Work to be completed: Lines from the records below that contain the word "debug" are to be copied out.

Stored items
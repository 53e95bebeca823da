//! # Orchestrator
//!
//! Entry point for a user turn: greets on first load, routes the message to
//! a phase, announces phase switches, and delegates to the phase manager.
//! Role failures never escape a turn; they end it with a notice.

use anyhow::Result;
use std::path::Path;
use std::sync::Arc;
use tokio::sync::mpsc;

use super::config::{FlowConfig, RouterMode};
use super::events::FlowEvent;
use super::phase::PhaseManager;
use super::pipeline::PhaseStage;
use super::turn::TurnContext;
use super::Phase;
use crate::skills::roles::{Role, RoleInvoker};
use crate::skills::router_skill::{
    LlmRouter, RouteContext, RouteDecider, RouteTarget, RuleBasedRouter, DISCOVERY_KEYWORDS,
    RESEARCH_KEYWORDS,
};
use crate::state::{detect_project_stage, ProjectStage, Session, SessionStore, StateDelta};
use crate::tools::documents::{DocumentStore, FsDocumentStore};

/// Author of the orchestrator's own events
pub const ORCHESTRATOR_NAME: &str = "Agentic_PM";

/// First-load greeting for a detected stage
pub fn greeting(stage: ProjectStage) -> &'static str {
    match stage {
        ProjectStage::Discovery => {
            "你好！我是你的产品经理助手。看起来你还没有开始产品设计，你想从哪个想法开始呢？"
        }
        ProjectStage::Research => {
            "你好！我看到你已经完成了需求分析，现在想进行市场调研吗？还是有其他需求？"
        }
        ProjectStage::Unknown => "你好！我是你的产品经理助手。你想从哪个阶段开始呢？",
    }
}

/// Prompt shown when the route is unclear
pub fn clarification() -> String {
    let examples = |keywords: &[&str]| {
        keywords
            .iter()
            .take(2)
            .map(|k| format!("“{}”", k))
            .collect::<Vec<_>>()
            .join("、")
    };
    format!(
        "抱歉，我不太确定你想做什么。你可以这样告诉我：\n\n- {}：开始{}\n- {}：进行{}",
        examples(DISCOVERY_KEYWORDS),
        Phase::Discovery.display_name(),
        examples(RESEARCH_KEYWORDS),
        Phase::Research.display_name(),
    )
}

/// The top-level workflow controller
pub struct Orchestrator {
    config: FlowConfig,
    invoker: Arc<dyn RoleInvoker>,
    documents: Arc<dyn DocumentStore>,
    router: Arc<dyn RouteDecider>,
    event_tx: Option<mpsc::Sender<FlowEvent>>,
}

impl Orchestrator {
    /// Create an orchestrator with a filesystem document store at
    /// `config.output_dir` and the router selected by `config.router_mode`.
    pub fn new(config: FlowConfig, invoker: Arc<dyn RoleInvoker>) -> Self {
        let documents: Arc<dyn DocumentStore> =
            Arc::new(FsDocumentStore::new(config.output_dir.clone()));
        let router: Arc<dyn RouteDecider> = match config.router_mode {
            RouterMode::RuleBased => Arc::new(RuleBasedRouter),
            RouterMode::Llm => Arc::new(LlmRouter::new(
                Arc::clone(&invoker),
                config.request(Role::Router),
            )),
        };
        Self {
            config,
            invoker,
            documents,
            router,
            event_tx: None,
        }
    }

    pub fn with_documents(mut self, documents: Arc<dyn DocumentStore>) -> Self {
        self.documents = documents;
        self
    }

    pub fn with_router(mut self, router: Arc<dyn RouteDecider>) -> Self {
        self.router = router;
        self
    }

    /// Set event channel for streaming events
    pub fn with_event_channel(mut self, tx: mpsc::Sender<FlowEvent>) -> Self {
        self.event_tx = Some(tx);
        self
    }

    /// Run one turn over `session`, whose latest user message is already
    /// appended. Returns the events emitted during the turn.
    #[tracing::instrument(skip_all, fields(session = %session.id))]
    pub async fn run_turn(&self, session: &mut Session) -> Vec<FlowEvent> {
        let mut ctx = TurnContext::new(session, self.event_tx.clone());
        if let Err(e) = self.drive(&mut ctx).await {
            self.report_failure(&mut ctx, &e).await;
        }
        ctx.finish()
    }

    /// Start an incremental discovery cycle from an external instruction.
    #[tracing::instrument(skip(self, session, document_path), fields(session = %session.id))]
    pub async fn run_instruction(
        &self,
        session: &mut Session,
        instruction: &str,
        document_path: Option<&Path>,
    ) -> Vec<FlowEvent> {
        let mut ctx = TurnContext::new(session, self.event_tx.clone());
        self.enter_phase(&mut ctx, Phase::Discovery).await;

        let manager = PhaseManager::new(
            Phase::Discovery,
            &self.config,
            self.invoker.as_ref(),
            self.documents.as_ref(),
        );
        if let Err(e) = manager
            .run_with_instruction(&mut ctx, instruction, document_path)
            .await
        {
            self.report_failure(&mut ctx, &e).await;
        }
        ctx.finish()
    }

    /// Load the session, append `text`, run the turn and save.
    pub async fn handle_message(
        &self,
        store: &dyn SessionStore,
        session_id: &str,
        text: &str,
    ) -> Result<Vec<FlowEvent>> {
        let mut session = store
            .load(session_id)
            .await?
            .unwrap_or_else(|| Session::new(session_id));
        session.push_user_message(text);

        let events = self.run_turn(&mut session).await;
        store.save(&session).await?;
        Ok(events)
    }

    async fn report_failure(&self, ctx: &mut TurnContext<'_>, error: &anyhow::Error) {
        tracing::error!(error = %error, "Turn failed");
        ctx.emit(FlowEvent::warning(
            ORCHESTRATOR_NAME,
            format!("⚠️ 处理请求时出错：{}。请稍后重试。", error),
        ))
        .await;
    }

    async fn drive(&self, ctx: &mut TurnContext<'_>) -> Result<()> {
        let stage = detect_project_stage(self.documents.as_ref()).await;

        if !ctx.session().has_agent_events() && !ctx.state().has_greeted {
            tracing::info!(%stage, "First load, greeting user");
            ctx.emit(
                FlowEvent::message(ORCHESTRATOR_NAME, greeting(stage)).with_delta(
                    StateDelta::Greeted {
                        project_stage: stage,
                    },
                ),
            )
            .await;
            return Ok(());
        }

        let user_message = ctx.session().last_user_message();
        if user_message.is_empty() {
            tracing::debug!("Empty user message, nothing to do");
            return Ok(());
        }

        let current = ctx.state().current_agent;
        let decision = self
            .router
            .decide(&RouteContext {
                user_message,
                project_stage: stage,
                current_agent: current,
            })
            .await;
        tracing::info!(
            route = ?decision.target,
            confidence = decision.confidence,
            reason = %decision.reason,
            "Route decided"
        );

        let phase = match decision.target {
            RouteTarget::Unknown => {
                ctx.emit(FlowEvent::message(ORCHESTRATOR_NAME, clarification()))
                    .await;
                return Ok(());
            }
            RouteTarget::Continue => current.unwrap_or_else(|| {
                tracing::warn!("Continue without an active phase, defaulting to discovery");
                Phase::Discovery
            }),
            RouteTarget::Discovery => Phase::Discovery,
            RouteTarget::Research => Phase::Research,
        };

        self.enter_phase(ctx, phase).await;

        let manager = PhaseManager::new(
            phase,
            &self.config,
            self.invoker.as_ref(),
            self.documents.as_ref(),
        );
        let stopped: PhaseStage = manager.run(ctx).await?;
        tracing::debug!(?stopped, "Phase turn finished");
        Ok(())
    }

    /// Record a switch to `phase`; silent on the first routing decision.
    async fn enter_phase(&self, ctx: &mut TurnContext<'_>, phase: Phase) {
        let current = ctx.state().current_agent;
        if current == Some(phase) {
            return;
        }

        let delta = StateDelta::Routed {
            current_agent: phase,
        };
        let event = match current {
            None => FlowEvent::state_only(ORCHESTRATOR_NAME, delta),
            Some(previous) => {
                tracing::info!(from = %previous, to = %phase, "Switching phase");
                FlowEvent::message(
                    ORCHESTRATOR_NAME,
                    format!("正在切换到 {} 阶段...\n\n", phase.display_name()),
                )
                .with_delta(delta)
            }
        };
        ctx.emit(event).await;
    }
}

Your response:
            tracing::debug!("Empty user message, nothing to do");
        tracing::debug!(?stopped, "Phase turn finished");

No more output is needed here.